What we saw over the course of the last year was engagement went through the roof. I had folks tell me: ‘I’ve been able to engage with NSSGA like never before because it doesn’t cost me anything to do it, and I don’t have to take time away from my business.’ One of our smallest members said: ‘I paid more to attend an NSSGA meeting when you factor in the flights, the hotel rooms and the registration than I paid dues.’ For him, the evolution of participating in a lot of things online through virtual events allows him to engage with us in ways he never had.

We did a virtual Legislative & Policy Forum last year in which we had a record number of attendees and a record number of Hill visits. We’ve had to adjust. Our webinar product has been off the hook. We’ve seen numbers like we’ve never seen before.

The future for us is doing things in a hybrid manner. We got to capture the best parts of what we learned in the last 16 months and put them into practice for the future.

P&Q: The pandemic forced the cancellation of this March’s AGG1, but another AGG1 is right behind it and slated for March 2022. What are your expectations for AGG1 2022 at this early stage? Do you expect AGG1 to look and feel the same as when we last experienced it in 2019? And like the other NSSGA events, do you expect a trade show like AGG1 to develop a virtual component?

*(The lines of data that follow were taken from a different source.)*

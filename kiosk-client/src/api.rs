//! API seams consumed by the controller
//!
//! The pickup workflow is written against these traits; `HttpClient` and
//! `Gateway` are the production implementations, tests substitute recorders.

use async_trait::async_trait;
use shared::models::{Order, OrderStatus};
use shared::position::PositionSample;
use shared::{DateFilter, WireMessage};

use crate::error::{ClientResult, GatewayError};

/// Query parameters for the order list
#[derive(Debug, Clone)]
pub struct OrderQuery {
    pub start_date: String,
    pub end_date: String,
    pub sort_by: String,
    pub sort_direction: String,
}

impl OrderQuery {
    /// Standard query: a resolved filter window, ascending by order time
    pub fn for_filter(filter: DateFilter) -> Self {
        let range = filter.range();
        Self {
            start_date: range.start_param(),
            end_date: range.end_param(),
            sort_by: "orderTime".to_string(),
            sort_direction: "ASC".to_string(),
        }
    }
}

/// Order REST API
#[async_trait]
pub trait OrderApi: Send + Sync {
    async fn fetch_orders(&self, query: &OrderQuery) -> ClientResult<Vec<Order>>;
    async fn update_order_status(&self, order_id: &str, status: OrderStatus) -> ClientResult<()>;
    async fn delete_order(&self, order_id: &str) -> ClientResult<()>;
    async fn update_order(&self, order_id: &str, order: &Order) -> ClientResult<()>;
}

/// Robot position REST API
#[async_trait]
pub trait PositionApi: Send + Sync {
    async fn current_position(&self) -> ClientResult<PositionSample>;
    async fn update_position(&self, position: &str) -> ClientResult<()>;
}

/// Outbound command channel to the venue hub
///
/// `send` is best-effort: the message is queued for at least one local
/// delivery attempt, but there is no acknowledgment and no retry beyond the
/// reconnect outbox — a command can be lost if the remote peer itself is
/// unreachable.
#[async_trait]
pub trait CommandSink: Send + Sync {
    async fn send(&self, msg: WireMessage) -> Result<(), GatewayError>;
}
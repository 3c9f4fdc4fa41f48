//! Order domain models
//!
//! These mirror the order service's REST payloads. The kiosk only reads
//! orders and requests status transitions; it never owns the data.

mod order;

pub use order::*;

JOHNSON: I think trade shows have changed just like everything’s changed. I don’t know that we’ll see quite the same numbers. I hear from a lot of our companies that they learned some things during the pandemic. They learned that they can be very successful and that they can be very profitable without as much travel. A lot of them are saying: ‘Do I need to go back to that kind of travel?’

I’ve heard from a lot of companies that travel budgets have been cut fairly severely. I think they will continue to show up for the things that matter – and I think AGG1 matters. We’ve got great exhibitors and the equipment that [is brought] to that show allows them to do what they need to do to produce the rocks that build America.

I really think we’re on the precipice of needing more rocks than we’ve ever needed, which makes the trade show even that much more important. The latest and greatest equipment is going to be something that everybody’s clamoring for because they learned during the pandemic that they have to be more efficient. And the equipment that [manufacturers] are making and selling to our members allows them to be safer and more efficient in their operations every day.

So, I think trade shows are going to come back. Like association meetings, you’re probably going to see some changes. You may see some hybrid stuff. You may see some people doing a trade show that lasts all year. We’re looking at how do we take AGG1 and make it a year-round event where we have an online presence for our exhibitors so everybody can come visit – not just once a year at an in-person trade show.

There’s a hunger out there. You can feel it. You can see it in people. They want to get back to face-to-face, and I think you’re going to see the trade shows continue to be successful.